Лимита

ПРОЛОГ


Я приехал восемнадцатого мая — как всегда, вечером. Сумки со мной в тот раз не было, только рюкзак за спиной, поэтому проверку в метро я прошел быстрее обычного, и спустился на станцию одновременно с прибытием поезда.

Люди пугали своей жизнерадостностью. Я выбрал неудачный вагон: на «Сибирской» он наполнился влюбленными парочками, туристами и их резвящимися детьми. Они — туристы — полезные для экономики города люди, а я — «лимита еб*ная», как когда-то в сердцах назвала меня Лиза — коренная жительница Новосибирска. Мне вспомнились ее слова, и я улыбнулся, на секунду примкнув к веселой толпе.

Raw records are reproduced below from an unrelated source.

//! The invocation record and the factory that builds it.

use std::any::Any;
use std::fmt;
use std::sync::atomic::{AtomicU64, Ordering};
use std::sync::Arc;

use crate::clock::NanoClock;
use crate::context::{keys, InvocationContext, LocalContext, LocalKey, LocalValue};
use crate::operation::OperationMeta;
use crate::stage_trace::StageTrace;
use crate::types::{Endpoint, InvocationType, OperationRef, ReferenceConfig};

/// One logical call, consumer- or provider-side.
///
/// Owned exclusively by the call that created it. It may hop between
/// executors but is never touched by two tasks at once.
pub struct Invocation {
    id: u64,
    kind: InvocationType,
    meta: Arc<OperationMeta>,
    args: Vec<rmpv::Value>,
    context: InvocationContext,
    local: LocalContext,
    trace: StageTrace,
    endpoint: Option<Endpoint>,
    reference: Option<ReferenceConfig>,
    transport_context: Option<Box<dyn Any + Send + Sync>>,
    response_executor: Option<String>,
}

impl fmt::Debug for Invocation {
    fn fmt(&self, f: &mut fmt::Formatter<'_>) -> fmt::Result {
        f.debug_struct("Invocation")
            .field("id", &self.id)
            .field("kind", &self.kind)
            .field("operation", self.meta.op_ref())
            .field("args", &self.args.len())
            .field("endpoint", &self.endpoint)
            .field("trace", &self.trace)
            .finish_non_exhaustive()
    }
}

impl Invocation {
    /// Process-unique record id.
    #[must_use]
    pub fn id(&self) -> u64 {
        self.id
    }

    /// Role of this record.
    #[must_use]
    pub fn invocation_type(&self) -> InvocationType {
        self.kind
    }

    /// True for records that make an outbound call (consumer and edge).
    #[must_use]
    pub fn is_consumer(&self) -> bool {
        self.kind.is_outbound()
    }

    /// Static description of the target operation.
    #[must_use]
    pub fn operation_meta(&self) -> &Arc<OperationMeta> {
        &self.meta
    }

    /// Address of the target operation.
    #[must_use]
    pub fn op_ref(&self) -> &OperationRef {
        self.meta.op_ref()
    }

    /// Microservice that owns the operation.
    #[must_use]
    pub fn microservice_name(&self) -> &str {
        &self.meta.op_ref().microservice
    }

    /// Schema the operation belongs to.
    #[must_use]
    pub fn schema_id(&self) -> &str {
        &self.meta.op_ref().schema_id
    }

    /// Operation name within its schema.
    #[must_use]
    pub fn operation_name(&self) -> &str {
        &self.meta.op_ref().operation
    }

    /// `microservice.schema.operation`.
    #[must_use]
    pub fn qualified_name(&self) -> String {
        self.meta.qualified_name()
    }

    /// Configured budget in nanoseconds; `<= 0` disables the timeout guard.
    #[must_use]
    pub fn timeout_nanos(&self) -> i64 {
        self.meta.timeout_nanos()
    }

    /// Positional arguments in parameter order.
    #[must_use]
    pub fn args(&self) -> &[rmpv::Value] {
        &self.args
    }

    /// Positional arguments, for handlers that rewrite them.
    pub fn args_mut(&mut self) -> &mut Vec<rmpv::Value> {
        &mut self.args
    }

    /// Metadata that travels in frame headers.
    #[must_use]
    pub fn context(&self) -> &InvocationContext {
        &self.context
    }

    /// Mutable view of the travelling metadata.
    pub fn context_mut(&mut self) -> &mut InvocationContext {
        &mut self.context
    }

    /// Looks up one metadata entry.
    #[must_use]
    pub fn context_value(&self, key: &str) -> Option<&str> {
        self.context.get(key).map(String::as_str)
    }

    /// Sets a metadata entry, replacing any previous value.
    pub fn add_context(&mut self, key: impl Into<String>, value: impl Into<String>) {
        self.context.insert(key.into(), value.into());
    }

    /// Merges inbound metadata without overwriting keys already set locally.
    pub fn merge_context(&mut self, other: InvocationContext) {
        for (k, v) in other {
            self.context.entry(k).or_insert(v);
        }
    }

    /// Distributed trace id, once the flow has assigned one.
    #[must_use]
    pub fn trace_id(&self) -> Option<&str> {
        self.context_value(keys::TRACE_ID)
    }

    /// In-process side table.
    #[must_use]
    pub fn local(&self) -> &LocalContext {
        &self.local
    }

    /// Mutable view of the in-process side table.
    pub fn local_mut(&mut self) -> &mut LocalContext {
        &mut self.local
    }

    /// Stage instants recorded so far.
    #[must_use]
    pub fn trace(&self) -> &StageTrace {
        &self.trace
    }

    /// Stage trace, for stamping instants.
    pub fn trace_mut(&mut self) -> &mut StageTrace {
        &mut self.trace
    }

    /// Anchors the stage trace at `nanos`.
    pub fn on_start(&mut self, nanos: u64) {
        self.trace.start(nanos);
    }

    /// Stamps the finish instant.
    pub fn on_finish(&mut self) {
        self.trace.finish();
    }

    /// Provider address: the resolved target for consumers, the serving address for providers.
    #[must_use]
    pub fn endpoint(&self) -> Option<&Endpoint> {
        self.endpoint.as_ref()
    }

    /// Records the endpoint chosen by discovery.
    pub fn set_endpoint(&mut self, endpoint: Endpoint) {
        self.endpoint = Some(endpoint);
    }

    /// Consumer-side target description. `None` on providers.
    #[must_use]
    pub fn reference(&self) -> Option<&ReferenceConfig> {
        self.reference.as_ref()
    }

    /// Attaches the active transport's per-call state. The engine never
    /// inspects it.
    pub fn set_transport_context<T: Any + Send + Sync>(&mut self, value: T) {
        self.transport_context = Some(Box::new(value));
    }

    /// Transport per-call state, if it was set with type `T`.
    #[must_use]
    pub fn transport_context<T: Any>(&self) -> Option<&T> {
        self.transport_context.as_deref()?.downcast_ref::<T>()
    }

    /// Executor that completion callbacks are handed to, `None` for the
    /// caller's own task.
    #[must_use]
    pub fn response_executor(&self) -> Option<&str> {
        self.response_executor.as_deref()
    }

    /// Routes completion callbacks to the named executor.
    pub fn set_response_executor(&mut self, name: impl Into<String>) {
        self.response_executor = Some(name.into());
    }

    /// Request URI recorded by a front end, for failure logs.
    #[must_use]
    pub fn request_uri(&self) -> Option<&str> {
        self.local.text(LocalKey::RequestUri)
    }
}

/// Builds invocation records. Creation never performs I/O.
pub struct InvocationFactory {
    microservice: String,
    clock: Arc<dyn NanoClock>,
    next_id: AtomicU64,
}

impl fmt::Debug for InvocationFactory {
    fn fmt(&self, f: &mut fmt::Formatter<'_>) -> fmt::Result {
        f.debug_struct("InvocationFactory")
            .field("microservice", &self.microservice)
            .finish_non_exhaustive()
    }
}

impl InvocationFactory {
    /// `microservice` is this process's own identity, stamped on every
    /// consumer call.
    #[must_use]
    pub fn new(microservice: impl Into<String>, clock: Arc<dyn NanoClock>) -> Self {
        Self {
            microservice: microservice.into(),
            clock,
            next_id: AtomicU64::new(1),
        }
    }

    /// This process's microservice name.
    #[must_use]
    pub fn microservice(&self) -> &str {
        &self.microservice
    }

    /// Clock handed to every record built here.
    #[must_use]
    pub fn clock(&self) -> &Arc<dyn NanoClock> {
        &self.clock
    }

    fn build(
        &self,
        kind: InvocationType,
        meta: Arc<OperationMeta>,
        args: Vec<rmpv::Value>,
    ) -> Invocation {
        Invocation {
            id: self.next_id.fetch_add(1, Ordering::Relaxed),
            kind,
            meta,
            args,
            context: InvocationContext::new(),
            local: LocalContext::new(),
            trace: StageTrace::new(Arc::clone(&self.clock)),
            endpoint: None,
            reference: None,
            transport_context: None,
            response_executor: None,
        }
    }

    /// Outbound call to `reference`'s microservice.
    #[must_use]
    pub fn for_consumer(
        &self,
        reference: ReferenceConfig,
        meta: Arc<OperationMeta>,
        args: Vec<rmpv::Value>,
    ) -> Invocation {
        let mut inv = self.build(InvocationType::Consumer, meta, args);
        inv.reference = Some(reference);
        inv.add_context(keys::SOURCE_MICROSERVICE, self.microservice.clone());
        inv
    }

    /// Outbound call made while serving `parent`.
    ///
    /// The child inherits the parent's metadata and continues its timeout
    /// budget from the parent's own start anchor.
    #[must_use]
    pub fn for_consumer_in(
        &self,
        parent: &Invocation,
        reference: ReferenceConfig,
        meta: Arc<OperationMeta>,
        args: Vec<rmpv::Value>,
    ) -> Invocation {
        let mut inv = self.build(InvocationType::Consumer, meta, args);
        inv.reference = Some(reference);
        inv.context.clone_from(&parent.context);
        inv.add_context(keys::SOURCE_MICROSERVICE, self.microservice.clone());

        let upstream = parent.local.nanos(LocalKey::UpstreamElapsedNanos).unwrap_or(0);
        let own = match parent.trace.start_nanos() {
            0 => 0,
            start => self.clock.nano_time().saturating_sub(start),
        };
        inv.local.insert(
            LocalKey::InheritedElapsedNanos,
            LocalValue::Nanos(upstream.saturating_add(own)),
        );

        let origin = parent
            .local
            .nanos(LocalKey::InheritedStartMillis)
            .unwrap_or_else(|| parent.trace.start_millis());
        if origin != 0 {
            inv.local
                .insert(LocalKey::InheritedStartMillis, LocalValue::Nanos(origin));
        }
        inv
    }

    /// Inbound call received on `endpoint`.
    #[must_use]
    pub fn for_provider(
        &self,
        endpoint: Endpoint,
        meta: Arc<OperationMeta>,
        args: Vec<rmpv::Value>,
    ) -> Invocation {
        let mut inv = self.build(InvocationType::Provider, meta, args);
        inv.endpoint = Some(endpoint);
        inv
    }

    /// Inbound call relayed onward by a gateway. Keeps the inbound metadata.
    #[must_use]
    pub fn for_edge(
        &self,
        reference: ReferenceConfig,
        meta: Arc<OperationMeta>,
        args: Vec<rmpv::Value>,
        inbound: InvocationContext,
    ) -> Invocation {
        let mut inv = self.build(InvocationType::Edge, meta, args);
        inv.reference = Some(reference);
        inv.context = inbound;
        inv.add_context(keys::SOURCE_MICROSERVICE, self.microservice.clone());
        inv
    }
}

#[cfg(test)]
mod tests {
    use std::time::Duration;

    use super::*;
    use crate::clock::ManualClock;

    fn meta() -> Arc<OperationMeta> {
        Arc::new(OperationMeta::new(OperationRef::new("orders", "OrderSchema", "create")))
    }

    fn reference() -> ReferenceConfig {
        ReferenceConfig::new("app", "orders", "0+")
    }

    #[test]
    fn consumer_stamps_source_identity() {
        let factory = InvocationFactory::new("gateway", Arc::new(ManualClock::default()));
        let inv = factory.for_consumer(reference(), meta(), vec![rmpv::Value::from(1)]);
        assert_eq!(inv.invocation_type(), InvocationType::Consumer);
        assert_eq!(inv.context_value(keys::SOURCE_MICROSERVICE), Some("gateway"));
        assert_eq!(inv.args().len(), 1);
        assert_eq!(inv.trace().start_nanos(), 0);
        assert_eq!(inv.qualified_name(), "orders.OrderSchema.create");
    }

    #[test]
    fn provider_has_empty_context() {
        let factory = InvocationFactory::new("orders", Arc::new(ManualClock::default()));
        let inv = factory.for_provider(Endpoint::new("127.0.0.1:1", false), meta(), Vec::new());
        assert!(inv.context().is_empty());
        assert!(!inv.is_consumer());
        assert!(inv.endpoint().is_some());
    }

    #[test]
    fn ids_are_unique() {
        let factory = InvocationFactory::new("a", Arc::new(ManualClock::default()));
        let a = factory.for_consumer(reference(), meta(), Vec::new());
        let b = factory.for_consumer(reference(), meta(), Vec::new());
        assert_ne!(a.id(), b.id());
    }

    #[test]
    fn nested_consumer_inherits_elapsed_and_context() {
        let clock = Arc::new(ManualClock::new(1_000, 5_000));
        let factory = InvocationFactory::new("orders", clock.clone());
        let mut parent =
            factory.for_provider(Endpoint::new("127.0.0.1:1", false), meta(), Vec::new());
        parent.add_context(keys::TRACE_ID, "abc");
        parent
            .local_mut()
            .insert(LocalKey::UpstreamElapsedNanos, LocalValue::Nanos(300));
        parent.on_start(clock.nano_time());
        clock.advance(Duration::from_nanos(700));

        let child = factory.for_consumer_in(&parent, reference(), meta(), Vec::new());
        assert_eq!(child.trace_id(), Some("abc"));
        assert_eq!(child.local().nanos(LocalKey::InheritedElapsedNanos), Some(1_000));
        assert_eq!(child.local().nanos(LocalKey::InheritedStartMillis), Some(5_000));
    }

    #[test]
    fn transport_context_downcasts() {
        let factory = InvocationFactory::new("a", Arc::new(ManualClock::default()));
        let mut inv = factory.for_consumer(reference(), meta(), Vec::new());
        inv.set_transport_context(42_u32);
        assert_eq!(inv.transport_context::<u32>(), Some(&42));
        assert!(inv.transport_context::<String>().is_none());
    }
}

Морозильная камера теперь стала гудеть сильнее, чем прежде. Потом, мы с отцом увезем её и спустим в гаражный подвал. Но первые полторы недели я практически не спал из-за адского ее гула.


I


В университете я теперь ориентировался хорошо, и знал несколько тихих мест, в которых проводил обеденный перерыв. Люди меня угнетали, но совсем без людей жить я не мог. Это странное противоречие обрекало меня на одиночество, от которого я уже не бежал. Пришлось смириться со своей участью. Нет, в моей жизни появлялись, конечно, какие-то люди, но я быстро терял к ним всякий интерес. Друзья? На что они мне сдались? Одиночество — это иллюзорная, но все же свобода выбора, действий; нет нужды ни под кого подстраиваться, кому-то угождать, с кем-то спорить. Девушки? Разовые встречи меня не интересовали; получалась какая-то обоюдная проституция: она — проститутка-женщина, а я — мужчина-шлюха. Никакой разницы нет. Общение же с большинством знакомых девушек мне банально неинтересно, да и редко когда оно перетекает в нечто большее. Впрочем, коммуницирование — совсем не обязательное условие для зарождения тесных взаимоотношений.


II


Книгой я обзавелся уже через неделю пребывания в городе. Купил скандально известный «Серотонин» Уэльбека. Впрочем, все его книги в той или иной мере — скандальные.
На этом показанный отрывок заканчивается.